▸ Stored dataset items:
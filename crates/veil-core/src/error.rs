//! Veil error types.
//!
//! Only lifecycle, registration and configuration can fail. The entry and
//! return callbacks never produce a `VeilError`; everything that goes
//! wrong inside them becomes a status value for the original caller.

use std::fmt;

#[derive(Debug, Clone, PartialEq, Eq)]
pub enum VeilError {
    /// Service name the host cannot intercept.
    UnknownCall(String),
    /// Service already has a callback bound.
    AlreadyRegistered(String),
    /// Service has no callback bound.
    NotRegistered(String),
    /// Plugin initialized twice.
    AlreadyInitialized,
    /// Plugin used before initialization.
    NotInitialized,
    /// Configuration rejected by validation.
    InvalidConfig(&'static str),
}

impl fmt::Display for VeilError {
    fn fmt(&self, f: &mut fmt::Formatter<'_>) -> fmt::Result {
        match self {
            Self::UnknownCall(name) => write!(f, "unknown service {}", name),
            Self::AlreadyRegistered(name) => write!(f, "callback already set for {}", name),
            Self::NotRegistered(name) => write!(f, "no callback set for {}", name),
            Self::AlreadyInitialized => write!(f, "plugin already initialized"),
            Self::NotInitialized => write!(f, "plugin not initialized"),
            Self::InvalidConfig(reason) => write!(f, "invalid config: {}", reason),
        }
    }
}

impl std::error::Error for VeilError {}

pub type Result<T> = std::result::Result<T, VeilError>;
//! # veil-core — Trait definitions for Veil
//!
//! Veil is the decision engine of a syscall-interception plugin that hides a
//! debugger from the process being debugged. The interception host calls
//! into it twice per intercepted call: on entry, before the real service
//! runs, and on return, before the result reaches the caller.
//!
//! This crate defines the vocabulary shared by the engine and the host:
//! every external collaborator is a trait here, with default implementations
//! living in `veil-module`.
//!
//! ## Modules
//!
//! - `call` - Intercepted call identifiers and the `Interceptor` contract
//! - `machine` - Argument/register view and caller metadata
//! - `slots` - Slot ids and the per-thread `SlotStore` trait
//! - `memory` - Fault-contained `MemoryAccess` trait
//! - `object` - Handle table services (`HandleTable`)
//! - `exec` - Execution context services (`ExecutionContext`)
//! - `registry` - Callback registration (`CallRegistry`)
//! - `status` - NTSTATUS values
//! - `info_class` - Process/thread information classes
//! - `layout` - Named field tables for patched structures
//! - `error` - Error types for lifecycle and configuration
//! - `spinlock` - Short-section spinlock
//! - `kprint` - Kernel-style debug printing macros
//! - `env` - Environment variable utilities

pub mod call;
pub mod machine;
pub mod slots;
pub mod memory;
pub mod object;
pub mod exec;
pub mod registry;
pub mod status;
pub mod info_class;
pub mod layout;
pub mod error;
pub mod spinlock;
pub mod kprint;
pub mod env;

pub use call::{Action, CallId, Interceptor, Substitute};
pub use machine::{CallerInfo, MachineState, ThreadKey};
pub use slots::{SlotId, SlotStore};
pub use memory::MemoryAccess;
pub use object::{AccessMask, Handle, HandleInfo, HandleTable, ObjectRef, ObjectType};
pub use exec::{ExecutionContext, PriorityGuard, PriorityLevel, ProcessorMode};
pub use registry::CallRegistry;
pub use status::NtStatus;
pub use error::{Result, VeilError};
pub use spinlock::SpinLock;
pub use env::{env_get, env_get_bool, env_get_opt, env_get_str};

▸ YOUR TASK:
Reproduce every line of the data so that nothing differs from the original.

▸ REPLY:
filename crates/veil-core/src/error.rs
//! Veil error types.
//!
//! Only lifecycle, registration and configuration can fail. The entry and
//! return callbacks never produce a `VeilError`; everything that goes
//! wrong inside them becomes a status value for the original caller.

use std::fmt;

#[derive(Debug, Clone, PartialEq, Eq)]
pub enum VeilError {
    /// Service name the host cannot intercept.
    UnknownCall(String),
    /// Service already has a callback bound.
    AlreadyRegistered(String),
    /// Service has no callback bound.
    NotRegistered(String),
    /// Plugin initialized twice.
    AlreadyInitialized,
    /// Plugin used before initialization.
    NotInitialized,
    /// Configuration rejected by validation.
    InvalidConfig(&'static str),
}

impl fmt::Display for VeilError {
    fn fmt(&self, f: &mut fmt::Formatter<'_>) -> fmt::Result {
        match self {
            Self::UnknownCall(name) => write!(f, "unknown service {}", name),
            Self::AlreadyRegistered(name) => write!(f, "callback already set for {}", name),
            Self::NotRegistered(name) => write!(f, "no callback set for {}", name),
            Self::AlreadyInitialized => write!(f, "plugin already initialized"),
            Self::NotInitialized => write!(f, "plugin not initialized"),
            Self::InvalidConfig(reason) => write!(f, "invalid config: {}", reason),
        }
    }
}

impl std::error::Error for VeilError {}

pub type Result<T> = std::result::Result<T, VeilError>;
//! # veil-core — Trait definitions for Veil
//!
//! Veil is the decision engine of a syscall-interception plugin that hides a
//! debugger from the process being debugged. The interception host calls
//! into it twice per intercepted call: on entry, before the real service
//! runs, and on return, before the result reaches the caller.
//!
//! This crate defines the vocabulary shared by the engine and the host:
//! every external collaborator is a trait here, with default implementations
//! living in `veil-module`.
//!
//! ## Modules
//!
//! - `call` - Intercepted call identifiers and the `Interceptor` contract
//! - `machine` - Argument/register view and caller metadata
//! - `slots` - Slot ids and the per-thread `SlotStore` trait
//! - `memory` - Fault-contained `MemoryAccess` trait
//! - `object` - Handle table services (`HandleTable`)
//! - `exec` - Execution context services (`ExecutionContext`)
//! - `registry` - Callback registration (`CallRegistry`)
//! - `status` - NTSTATUS values
//! - `info_class` - Process/thread information classes
//! - `layout` - Named field tables for patched structures
//! - `error` - Error types for lifecycle and configuration
//! - `spinlock` - Short-section spinlock
//! - `kprint` - Kernel-style debug printing macros
//! - `env` - Environment variable utilities

pub mod call;
pub mod machine;
pub mod slots;
pub mod memory;
pub mod object;
pub mod exec;
pub mod registry;
pub mod status;
pub mod info_class;
pub mod layout;
pub mod error;
pub mod spinlock;
pub mod kprint;
pub mod env;

pub use call::{Action, CallId, Interceptor, Substitute};
pub use machine::{CallerInfo, MachineState, ThreadKey};
pub use slots::{SlotId, SlotStore};
pub use memory::MemoryAccess;
pub use object::{AccessMask, Handle, HandleInfo, HandleTable, ObjectRef, ObjectType};
pub use exec::{ExecutionContext, PriorityGuard, PriorityLevel, ProcessorMode};
pub use registry::CallRegistry;
pub use status::NtStatus;
pub use error::{Result, VeilError};
pub use spinlock::SpinLock;
pub use env::{env_get, env_get_bool, env_get_opt, env_get_str};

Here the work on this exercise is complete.